Lidano Grassucci
Auguro buon lavoro al commissario di governo di Fondi. Sarà un pontiere, come sempre capita ai commisari di governo, dentro un buco democratico. Sarà sopra le parti affinchè si torni, a breve, ad avere le parti. Perché la democrazia è questo, parti contrapposte che leggono diversamente la città che si alternano alla sua guida. Una guida sopra le parti è una eccezione, è una sorta di antibiotico quando la città è malata. Ma l’antibiotico va somministrato con durezza, con la durata giusta, ma per il minor tempo possibile.

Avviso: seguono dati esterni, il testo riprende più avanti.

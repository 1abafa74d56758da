//! Transparent proxy composition.

use std::cell::RefCell;
use std::io::{Read, Write};
use std::rc::Rc;

use crate::connection::Connection;

/// Wire two connections into a one-directional pipe with backpressure.
///
/// Everything `source` receives is forwarded verbatim to `dest`; when
/// `source` closes, `dest` is destroyed. Flow control couples the two in
/// the opposite direction: `dest`'s buffer filling up pauses `source`, and
/// `dest` draining resumes it, so a slow downstream peer throttles the
/// upstream read instead of growing the buffer without bound.
///
/// For a bidirectional proxy, call this twice with the roles swapped.
///
/// The wiring claims `source`'s message and close slots and `dest`'s
/// buffer-full and buffer-drain slots. No leak results from the mutual
/// references: when either side reaches its terminal state its handler
/// slots are cleared, which breaks the cycle.
pub fn pipe<S: Read + Write + 'static>(
    source: &Rc<RefCell<Connection<S>>>,
    dest: &Rc<RefCell<Connection<S>>>,
) {
    let forward_to = Rc::clone(dest);
    let destroy_on_close = Rc::clone(dest);
    let source_flow = source.borrow().flow_handle();

    {
        let mut source = source.borrow_mut();
        source.on_message(move |_source, data| {
            // A busy dest is inside its own dispatch; its teardown paths
            // make that unreachable while the pipe is intact.
            if let Ok(mut dest) = forward_to.try_borrow_mut() {
                let _ = dest.send_raw(&data);
            }
            Ok(())
        });
        source.on_close(move |_source| {
            if let Ok(mut dest) = destroy_on_close.try_borrow_mut() {
                dest.destroy();
            }
            Ok(())
        });
    }

    {
        let pause_flow = source_flow.clone();
        let mut dest = dest.borrow_mut();
        dest.on_buffer_full(move |_dest| {
            pause_flow.pause();
            Ok(())
        });
        dest.on_buffer_drain(move |_dest| {
            source_flow.resume();
            Ok(())
        });
    }
}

A Fondi il commissario, Domenico Nardone, non troverà mercanti nel tempio, né eresie. Ma gente normale. Mi dicono che sia esperto di comuni dove si paventavano infiltrazioni mafiose.
Ho difeso fino all’ultimo, e ultimo, il principio della legittimità del consiglio che si è autosciolto. Con la stessa lealtà con le mie convinzioni chiedo al Commissario di essere rigoroso, di preparare quel brodo di cultura della legalità che comunque servirà alla Fondi futura.
Non c’è bisogno di salvatori della Patria, c’è bisogno di saggi funzionari dello Stato che abbiano il senso dello Stato, come credo sia Guido Nardone.
Serviva, da tempo, in questa vicenda una cosa che non hanno mostrato i giornalisti, i partiti di opposizione, quelli di maggioranza, i consiglieri comunali e la Giunta: il sentire repubblicano.
Quell’idea che le istituzioni sono, comunque, sane. Perché un consiglio comunale, una giunta non possono delinquere, ma gli uomini sì. Non fare questa distinzione, banale, porta a creare istituzioni ad personam, a sentire le istituzioni vicine se ci sei dentro, nemiche se ci sei fuori.
Ecco questo è mancato, è mancato il rispetto del simbolo di Fondi che dice “Senato e popolo di Fondi”. Significa che quella comunità se ha rispetto di se si autogoverna, se la morte dell’avversario è indifferente rispetto alla morte della istituzione che, temporaneamente quello occupa, allora non c’è la sovranità dei fondani su se stessi.
Il commissario mi perdonerà, ma sono osservazioni da estremista della sovranità popolare. L’arivo di un commissario è cura ad una comunità malata, ritenevo e ritengo che a Fondi ci sia stato un errore di diagnosi.